Падающий из окон свет озаряет два неподвижно лежащих на земле тела. Тут же раздалось тихое ржание. Из темноты выдвинулась Сивка-Бурка, приветственно фыркнула. Тряхнув золотистой гривой, которая не так сильно заметна в темноте, посмотрела выжидательно. В больших карих глазах словно бы немой упрёк, что вот он здесь уже целый вечер, а до сих пор ничего не сделал, кроме как сидел в корчме.
– Знаю-знаю, – согласился Таргитай. – Сей же час и отправимся.

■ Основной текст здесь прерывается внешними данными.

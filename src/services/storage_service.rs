//! services/storage_service.rs
//! Subida de imágenes a storage y obtención de su URL pública.
//!
//! Dos backends: directorio local (servido por actix-files en /storage)
//! o bucket remoto con API `storage/v1`.

use std::path::{Path, PathBuf};

use anyhow::{Context, Result};
use bytes::Bytes;
use reqwest::Client;
use uuid::Uuid;

use crate::config::app_config::{AppConfig, StorageConfig};
use crate::errors::CosteoError;
use crate::models::comun_model::ImagenPayload;

/// content-type -> extensión
const TIPOS_PERMITIDOS: [(&str, &str); 4] = [
    ("image/png", "png"),
    ("image/jpeg", "jpg"),
    ("image/webp", "webp"),
    ("image/gif", "gif"),
];

#[derive(Clone, Debug)]
pub struct StorageService {
    backend: StorageConfig,
    bucket: String,
    max_bytes: usize,
    http_client: Client,
}

impl StorageService {
    pub fn new(config: &AppConfig) -> Self {
        StorageService {
            backend: config.storage.clone(),
            bucket: config.storage_bucket.clone(),
            max_bytes: config.max_imagen_bytes,
            http_client: Client::new(),
        }
    }

    pub fn bucket(&self) -> &str {
        &self.bucket
    }

    /// Directorio raíz del bucket local (None con backend remoto)
    pub fn dir_local(&self) -> Option<PathBuf> {
        match &self.backend {
            StorageConfig::Local { dir, .. } => Some(Path::new(dir).join(&self.bucket)),
            StorageConfig::Remoto { .. } => None,
        }
    }

    /// Valida la imagen, la guarda en `<carpeta>/<uuid>.<ext>` y regresa la URL pública
    pub async fn subir_imagen(&self, carpeta: &str, imagen: &ImagenPayload) -> Result<String> {
        let extension = self.validar(imagen)?;
        let carpeta = limpiar_segmento(carpeta);
        let objeto = format!("{}/{}.{}", carpeta, Uuid::new_v4(), extension);

        log::info!(
            "Subiendo imagen '{}' ({} bytes) como {}",
            imagen.nombre_archivo,
            imagen.data.len(),
            objeto
        );

        match &self.backend {
            StorageConfig::Local {
                dir,
                url_publica_base,
            } => {
                let destino = Path::new(dir).join(&self.bucket).join(&objeto);
                if let Some(padre) = destino.parent() {
                    tokio::fs::create_dir_all(padre)
                        .await
                        .with_context(|| format!("No se pudo crear {:?}", padre))?;
                }
                tokio::fs::write(&destino, &imagen.data)
                    .await
                    .with_context(|| format!("No se pudo guardar imagen en {:?}", destino))?;

                Ok(format!(
                    "{}/{}/{}",
                    url_publica_base.trim_end_matches('/'),
                    self.bucket,
                    objeto
                ))
            }
            StorageConfig::Remoto { url, api_key } => {
                let endpoint = format!(
                    "{}/storage/v1/object/{}/{}",
                    url,
                    self.bucket,
                    codificar_ruta(&objeto)
                );
                let resp = self
                    .http_client
                    .post(&endpoint)
                    .bearer_auth(api_key)
                    .header("apikey", api_key.as_str())
                    .header("Content-Type", imagen.content_type.as_str())
                    .body(Bytes::copy_from_slice(&imagen.data))
                    .send()
                    .await
                    .context("Fallo al subir imagen al storage remoto")?;

                let status = resp.status();
                if !status.is_success() {
                    let mensaje = resp.text().await.unwrap_or_default();
                    return Err(CosteoError::Remoto {
                        status: status.as_u16(),
                        mensaje,
                    }
                    .into());
                }

                Ok(self.url_publica_remota(url, &objeto))
            }
        }
    }

    /// Borra una imagen a partir de su URL pública. URLs ajenas al bucket se ignoran.
    pub async fn eliminar_imagen(&self, url_publica: &str) -> Result<()> {
        let Some(objeto) = self.objeto_desde_url(url_publica) else {
            log::warn!("URL fuera del storage, no se borra: {}", url_publica);
            return Ok(());
        };

        match &self.backend {
            StorageConfig::Local { dir, .. } => {
                let ruta = Path::new(dir).join(&self.bucket).join(&objeto);
                match tokio::fs::remove_file(&ruta).await {
                    Ok(()) => Ok(()),
                    Err(e) if e.kind() == std::io::ErrorKind::NotFound => Ok(()),
                    Err(e) => Err(e).with_context(|| format!("No se pudo borrar {:?}", ruta)),
                }
            }
            StorageConfig::Remoto { url, api_key } => {
                let endpoint = format!(
                    "{}/storage/v1/object/{}/{}",
                    url,
                    self.bucket,
                    codificar_ruta(&objeto)
                );
                let resp = self
                    .http_client
                    .delete(&endpoint)
                    .bearer_auth(api_key)
                    .header("apikey", api_key.as_str())
                    .send()
                    .await
                    .context("Fallo al borrar imagen del storage remoto")?;
                if !resp.status().is_success() && resp.status().as_u16() != 404 {
                    return Err(CosteoError::Remoto {
                        status: resp.status().as_u16(),
                        mensaje: "No se pudo borrar la imagen".to_string(),
                    }
                    .into());
                }
                Ok(())
            }
        }
    }

    fn validar(&self, imagen: &ImagenPayload) -> Result<&'static str> {
        let tipo = imagen.content_type.trim().to_ascii_lowercase();
        let extension = TIPOS_PERMITIDOS
            .iter()
            .find(|(ct, _)| *ct == tipo)
            .map(|(_, ext)| *ext)
            .ok_or_else(|| {
                CosteoError::validacion(format!("Tipo de imagen no permitido: {tipo}"))
            })?;

        if imagen.data.is_empty() {
            return Err(CosteoError::validacion("La imagen está vacía"));
        }
        if imagen.data.len() > self.max_bytes {
            return Err(CosteoError::validacion(format!(
                "La imagen excede el tamaño máximo de {} bytes",
                self.max_bytes
            )));
        }
        Ok(extension)
    }

    fn url_publica_remota(&self, url: &str, objeto: &str) -> String {
        format!(
            "{}/storage/v1/object/public/{}/{}",
            url,
            self.bucket,
            codificar_ruta(objeto)
        )
    }

    /// Ruta del objeto dentro del bucket a partir de la URL pública
    fn objeto_desde_url(&self, url_publica: &str) -> Option<String> {
        let prefijo = match &self.backend {
            StorageConfig::Local {
                url_publica_base, ..
            } => format!("{}/{}/", url_publica_base.trim_end_matches('/'), self.bucket),
            StorageConfig::Remoto { url, .. } => {
                format!("{}/storage/v1/object/public/{}/", url, self.bucket)
            }
        };
        let resto = url_publica.strip_prefix(&prefijo)?;
        let objeto = urlencoding::decode(resto).ok()?.into_owned();
        if objeto.is_empty() || objeto.split('/').any(|s| s == ".." || s.is_empty()) {
            return None;
        }
        Some(objeto)
    }
}

/// Deja sólo [a-z0-9_-] para nombres de carpeta
fn limpiar_segmento(segmento: &str) -> String {
    let limpio: String = segmento
        .trim()
        .to_ascii_lowercase()
        .chars()
        .filter(|c| c.is_ascii_alphanumeric() || *c == '-' || *c == '_')
        .collect();
    if limpio.is_empty() {
        "general".to_string()
    } else {
        limpio
    }
}

fn codificar_ruta(objeto: &str) -> String {
    objeto
        .split('/')
        .map(|s| urlencoding::encode(s).into_owned())
        .collect::<Vec<_>>()
        .join("/")
}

Он посмотрел на разбросанные тела. У одного из убитых на лице грязь, в которой почти целиком отпечаталось конское копыто. Невр удивлённо захлопал длинными ресницами, перевёл взгляд на Сивку.
– Это ты их так?
Кобылица в ответ тихонько заржала и мотнула головой. Таргитай ласково погладил её по морде.
За спиной раздались шаги, звуки нарисовали картинку выходящих из темноты троих мужиков. От них разит чесноком и салом, а ещё дударь ощутил запах кислого пива.
– Эй, богатырь! – сказал один, тот, что выше остальных. – Хороший у тебя конь.
– Мне тоже нравится, – хохотнул его низкорослый сосед.
– Отойди, – посоветовал третий. Голос у этого грубый, он на голову выше первого мужика, а плечи широки, как сарай у бабки. От него исходит запах трав, которых Таргитай не знает, он же не Олег, и чувствуется, что неспокоен, так и рвётся в драку, ждёт повод, чтобы ударить сильно и яростно. – И тебя не тронем, может быть.